Normally, this is more information than the receiving Internet module 
needs. The specified procedure is to take the return route recorded in 


the first fragment and ignore the other versions. 


7. The Complete Algorithm 


In addition to the algorithm described above there are two parts to 
the reassembly process. First, when a fragment arrives, it is necessary 
to find the reassembly buffer associated with that fragment. This 
requires some mechanism for searching all the existing reassembly 
buffers. The correct reassembly buffer is identified by an equality of 
the following fields: the foreign and local internet address, the 


protocol ID, and the identification field. 

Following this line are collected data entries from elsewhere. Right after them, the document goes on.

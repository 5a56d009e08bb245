//! HTTP plumbing shared by redirect-based providers

use reqwest::{Client, RequestBuilder, Response};
use serde::de::DeserializeOwned;
use std::time::Duration;
use tracing::debug;

use warden_core::{Result, WardenError};

/// Default timeout for a single outbound provider request
pub const DEFAULT_REQUEST_TIMEOUT_SECS: u64 = 10;

/// reqwest client bound to one provider, mapping failures to provider errors
#[derive(Clone)]
pub struct HttpClient {
    client: Client,
    provider: String,
}

impl HttpClient {
    pub fn new(provider: impl Into<String>, timeout: Duration) -> Result<Self> {
        let provider = provider.into();
        let client = Client::builder().timeout(timeout).build().map_err(|e| {
            WardenError::internal_error(format!("Failed to create HTTP client: {}", e))
        })?;
        Ok(Self { client, provider })
    }

    pub fn inner(&self) -> &Client {
        &self.client
    }

    /// Send a request and decode a JSON body from a successful response
    pub async fn send_json<T: DeserializeOwned>(&self, request: RequestBuilder) -> Result<T> {
        let response = self.send(request).await?;
        response.json().await.map_err(|e| {
            WardenError::provider(&self.provider, format!("Malformed response: {}", e))
        })
    }

    /// Send a request, failing on any non-success status
    pub async fn send(&self, request: RequestBuilder) -> Result<Response> {
        let response = request
            .send()
            .await
            .map_err(|e| WardenError::provider(&self.provider, format!("Request failed: {}", e)))?;

        let status = response.status();
        if status.is_success() {
            return Ok(response);
        }

        let body = response.text().await.unwrap_or_default();
        debug!(provider = %self.provider, %status, "Provider returned an error status");
        Err(WardenError::provider(
            &self.provider,
            format!("HTTP {} - {}", status, body),
        ))
    }
}

/// Read a string claim from a JSON object by key
pub fn string_claim(claims: &serde_json::Value, key: &str) -> Option<String> {
    match claims.get(key)? {
        serde_json::Value::String(s) if !s.is_empty() => Some(s.clone()),
        serde_json::Value::Number(n) => Some(n.to_string()),
        _ => None,
    }
}

/// Validate that an endpoint option is an absolute http(s) URL
pub fn parse_endpoint(provider_type: &str, key: &str, value: &str) -> Result<url::Url> {
    let url = url::Url::parse(value).map_err(|e| {
        WardenError::invalid_options(provider_type, format!("{} is not a valid URL: {}", key, e))
    })?;
    match url.scheme() {
        "http" | "https" => Ok(url),
        other => Err(WardenError::invalid_options(
            provider_type,
            format!("{} has unsupported scheme {}", key, other),
        )),
    }
}

pub fn default_timeout_secs() -> u64 {
    DEFAULT_REQUEST_TIMEOUT_SECS
}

The final part of the algorithm is some sort of timer based 
mechanism which decrements the time to live field of each partially 
reassembled datagram, so that incomplete datagrams which have outlived 
their usefulness can be detected and deleted. One can either create a 
demon which comes alive once a second and decrements the field in each 
datagram by one, or one can read the clock when each first fragment 
arrives, and queue some sort of timer call, using whatever system 


mechanism is appropriate, to reap the datagram when its time has come. 


An implementation of the complete algorithm comprising all these 
parts was constructed in BCPL as a test. The complete algorithm took 
less than one and one-half pages of listing, and generated approximately 
400 nova machine instructions. That portion of the algorithm actually 


involved with management of hole descriptors is about 20 lines of code. 


The version of the algorithm described here is actually a 
simplification of the author’s original version, thanks to an insightful 


observation by Elizabeth Martin at MIT.